[What the task asks] Copy every record exactly as it appears in the data below.

*** Given data Section Begins ***

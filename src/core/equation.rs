//! Nerdle equation representation
//!
//! An Equation is an 8-character string of the form `A<op>B=C` whose arithmetic
//! identity holds exactly. Operand widths vary, so the operator and `=` are
//! located by scanning rather than by fixed position.

use std::fmt;

/// Number of characters in every equation, guess, and feedback string
pub const EQUATION_LEN: usize = 8;

/// A validated 8-character arithmetic equation
///
/// Stores the text plus its byte view for position-indexed access during
/// candidate filtering.
#[derive(Debug, Clone, PartialEq, Eq, Hash)]
pub struct Equation {
    text: String,
    bytes: [u8; EQUATION_LEN],
}

/// Error type for invalid equations
#[derive(Debug, Clone, PartialEq, Eq)]
pub enum EquationError {
    InvalidLength(usize),
    InvalidCharacter(char),
    /// Missing or misplaced operator / equals sign
    Malformed,
    /// An operand or result is rendered with a leading zero
    LeadingZero,
    /// The arithmetic identity does not hold for the operator
    IdentityMismatch,
}

impl fmt::Display for EquationError {
    fn fmt(&self, f: &mut fmt::Formatter<'_>) -> fmt::Result {
        match self {
            Self::InvalidLength(len) => {
                write!(f, "Equation must be exactly {EQUATION_LEN} characters, got {len}")
            }
            Self::InvalidCharacter(ch) => {
                write!(f, "Equation contains invalid character '{ch}'")
            }
            Self::Malformed => write!(f, "Equation must have the form A<op>B=C"),
            Self::LeadingZero => write!(f, "Operands and result must not have leading zeros"),
            Self::IdentityMismatch => write!(f, "Equation arithmetic does not hold"),
        }
    }
}

impl std::error::Error for EquationError {}

impl Equation {
    /// Create a new Equation from a string
    ///
    /// # Errors
    /// Returns `EquationError` if:
    /// - Length is not exactly 8
    /// - Any character is outside digits, `+-*/`, and `=`
    /// - The `A<op>B=C` structure is missing or out of order
    /// - An operand or the result has a leading zero
    /// - The operator's arithmetic identity does not hold (division must be
    ///   integer-exact, subtraction must not go negative)
    ///
    /// # Examples
    /// ```
    /// use nerdle_solver::core::Equation;
    ///
    /// let eq = Equation::new("15+23=38").unwrap();
    /// assert_eq!(eq.as_str(), "15+23=38");
    ///
    /// assert!(Equation::new("15+23=39").is_err());
    /// assert!(Equation::new("81/9=9").is_err());
    /// ```
    pub fn new(text: impl Into<String>) -> Result<Self, EquationError> {
        let text: String = text.into();

        if text.len() != EQUATION_LEN || !text.is_ascii() {
            return Err(EquationError::InvalidLength(text.chars().count()));
        }

        if let Some(bad) = text
            .chars()
            .find(|c| !c.is_ascii_digit() && !matches!(c, '+' | '-' | '*' | '/' | '='))
        {
            return Err(EquationError::InvalidCharacter(bad));
        }

        // Locate the operator and the equals sign by scanning; operand widths
        // vary so neither position is fixed.
        let op_index = text
            .find(['+', '-', '*', '/'])
            .ok_or(EquationError::Malformed)?;
        let eq_index = text.find('=').ok_or(EquationError::Malformed)?;

        if op_index == 0 || eq_index < op_index + 2 || eq_index == EQUATION_LEN - 1 {
            return Err(EquationError::Malformed);
        }

        let left = parse_operand(&text[..op_index])?;
        let right = parse_operand(&text[op_index + 1..eq_index])?;
        let result = parse_operand(&text[eq_index + 1..])?;

        let holds = match text.as_bytes()[op_index] {
            b'+' => left.checked_add(right) == Some(result),
            b'-' => left.checked_sub(right) == Some(result),
            b'*' => left.checked_mul(right) == Some(result),
            b'/' => right > 0 && left % right == 0 && left / right == result,
            _ => unreachable!("operator located above"),
        };

        if !holds {
            return Err(EquationError::IdentityMismatch);
        }

        // Safe to unwrap as we validated length == 8
        let bytes: [u8; EQUATION_LEN] = text
            .as_bytes()
            .try_into()
            .expect("length already validated");

        Ok(Self { text, bytes })
    }

    /// Get the equation as a string slice
    #[inline]
    #[must_use]
    pub fn as_str(&self) -> &str {
        &self.text
    }

    /// Get the equation as a byte array
    #[inline]
    #[must_use]
    pub const fn as_bytes(&self) -> &[u8; EQUATION_LEN] {
        &self.bytes
    }

    /// Get the character at a specific position (0-7)
    ///
    /// # Panics
    /// Panics if position >= 8
    #[inline]
    #[must_use]
    pub const fn char_at(&self, position: usize) -> char {
        self.bytes[position] as char
    }

    /// Check if the equation contains a character at any position
    #[inline]
    #[must_use]
    pub fn contains(&self, ch: char) -> bool {
        self.text.contains(ch)
    }

    /// Count the distinct characters in the equation
    ///
    /// The ranking heuristic prefers equations with many distinct characters.
    #[must_use]
    pub fn distinct_chars(&self) -> u32 {
        // The alphabet is ASCII, so a bitmask over byte values suffices.
        let mut seen = 0u128;
        for &b in &self.bytes {
            seen |= 1 << b;
        }
        seen.count_ones()
    }
}

impl fmt::Display for Equation {
    fn fmt(&self, f: &mut fmt::Formatter<'_>) -> fmt::Result {
        write!(f, "{}", self.text)
    }
}

/// Parse a 1-to-3 digit operand with no sign and no leading zero
fn parse_operand(field: &str) -> Result<u32, EquationError> {
    if field.is_empty() || field.len() > 3 {
        return Err(EquationError::Malformed);
    }
    if !field.bytes().all(|b| b.is_ascii_digit()) {
        return Err(EquationError::Malformed);
    }
    if field.len() > 1 && field.starts_with('0') {
        return Err(EquationError::LeadingZero);
    }
    field.parse().map_err(|_| EquationError::Malformed)
}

*** Given data Section Ends ***

[Answer to the problem]
filename src/core/equation.rs
//! Nerdle equation representation
//!
//! An Equation is an 8-character string of the form `A<op>B=C` whose arithmetic
//! identity holds exactly. Operand widths vary, so the operator and `=` are
//! located by scanning rather than by fixed position.

use std::fmt;

/// Number of characters in every equation, guess, and feedback string
pub const EQUATION_LEN: usize = 8;

/// A validated 8-character arithmetic equation
///
/// Stores the text plus its byte view for position-indexed access during
/// candidate filtering.
#[derive(Debug, Clone, PartialEq, Eq, Hash)]
pub struct Equation {
    text: String,
    bytes: [u8; EQUATION_LEN],
}

/// Error type for invalid equations
#[derive(Debug, Clone, PartialEq, Eq)]
pub enum EquationError {
    InvalidLength(usize),
    InvalidCharacter(char),
    /// Missing or misplaced operator / equals sign
    Malformed,
    /// An operand or result is rendered with a leading zero
    LeadingZero,
    /// The arithmetic identity does not hold for the operator
    IdentityMismatch,
}

impl fmt::Display for EquationError {
    fn fmt(&self, f: &mut fmt::Formatter<'_>) -> fmt::Result {
        match self {
            Self::InvalidLength(len) => {
                write!(f, "Equation must be exactly {EQUATION_LEN} characters, got {len}")
            }
            Self::InvalidCharacter(ch) => {
                write!(f, "Equation contains invalid character '{ch}'")
            }
            Self::Malformed => write!(f, "Equation must have the form A<op>B=C"),
            Self::LeadingZero => write!(f, "Operands and result must not have leading zeros"),
            Self::IdentityMismatch => write!(f, "Equation arithmetic does not hold"),
        }
    }
}

impl std::error::Error for EquationError {}

impl Equation {
    /// Create a new Equation from a string
    ///
    /// # Errors
    /// Returns `EquationError` if:
    /// - Length is not exactly 8
    /// - Any character is outside digits, `+-*/`, and `=`
    /// - The `A<op>B=C` structure is missing or out of order
    /// - An operand or the result has a leading zero
    /// - The operator's arithmetic identity does not hold (division must be
    ///   integer-exact, subtraction must not go negative)
    ///
    /// # Examples
    /// ```
    /// use nerdle_solver::core::Equation;
    ///
    /// let eq = Equation::new("15+23=38").unwrap();
    /// assert_eq!(eq.as_str(), "15+23=38");
    ///
    /// assert!(Equation::new("15+23=39").is_err());
    /// assert!(Equation::new("81/9=9").is_err());
    /// ```
    pub fn new(text: impl Into<String>) -> Result<Self, EquationError> {
        let text: String = text.into();

        if text.len() != EQUATION_LEN || !text.is_ascii() {
            return Err(EquationError::InvalidLength(text.chars().count()));
        }

        if let Some(bad) = text
            .chars()
            .find(|c| !c.is_ascii_digit() && !matches!(c, '+' | '-' | '*' | '/' | '='))
        {
            return Err(EquationError::InvalidCharacter(bad));
        }

        // Locate the operator and the equals sign by scanning; operand widths
        // vary so neither position is fixed.
        let op_index = text
            .find(['+', '-', '*', '/'])
            .ok_or(EquationError::Malformed)?;
        let eq_index = text.find('=').ok_or(EquationError::Malformed)?;

        if op_index == 0 || eq_index < op_index + 2 || eq_index == EQUATION_LEN - 1 {
            return Err(EquationError::Malformed);
        }

        let left = parse_operand(&text[..op_index])?;
        let right = parse_operand(&text[op_index + 1..eq_index])?;
        let result = parse_operand(&text[eq_index + 1..])?;

        let holds = match text.as_bytes()[op_index] {
            b'+' => left.checked_add(right) == Some(result),
            b'-' => left.checked_sub(right) == Some(result),
            b'*' => left.checked_mul(right) == Some(result),
            b'/' => right > 0 && left % right == 0 && left / right == result,
            _ => unreachable!("operator located above"),
        };

        if !holds {
            return Err(EquationError::IdentityMismatch);
        }

        // Safe to unwrap as we validated length == 8
        let bytes: [u8; EQUATION_LEN] = text
            .as_bytes()
            .try_into()
            .expect("length already validated");

        Ok(Self { text, bytes })
    }

    /// Get the equation as a string slice
    #[inline]
    #[must_use]
    pub fn as_str(&self) -> &str {
        &self.text
    }

    /// Get the equation as a byte array
    #[inline]
    #[must_use]
    pub const fn as_bytes(&self) -> &[u8; EQUATION_LEN] {
        &self.bytes
    }

    /// Get the character at a specific position (0-7)
    ///
    /// # Panics
    /// Panics if position >= 8
    #[inline]
    #[must_use]
    pub const fn char_at(&self, position: usize) -> char {
        self.bytes[position] as char
    }

    /// Check if the equation contains a character at any position
    #[inline]
    #[must_use]
    pub fn contains(&self, ch: char) -> bool {
        self.text.contains(ch)
    }

    /// Count the distinct characters in the equation
    ///
    /// The ranking heuristic prefers equations with many distinct characters.
    #[must_use]
    pub fn distinct_chars(&self) -> u32 {
        // The alphabet is ASCII, so a bitmask over byte values suffices.
        let mut seen = 0u128;
        for &b in &self.bytes {
            seen |= 1 << b;
        }
        seen.count_ones()
    }
}

impl fmt::Display for Equation {
    fn fmt(&self, f: &mut fmt::Formatter<'_>) -> fmt::Result {
        write!(f, "{}", self.text)
    }
}

/// Parse a 1-to-3 digit operand with no sign and no leading zero
fn parse_operand(field: &str) -> Result<u32, EquationError> {
    if field.is_empty() || field.len() > 3 {
        return Err(EquationError::Malformed);
    }
    if !field.bytes().all(|b| b.is_ascii_digit()) {
        return Err(EquationError::Malformed);
    }
    if field.len() > 1 && field.starts_with('0') {
        return Err(EquationError::LeadingZero);
    }
    field.parse().map_err(|_| EquationError::Malformed)
}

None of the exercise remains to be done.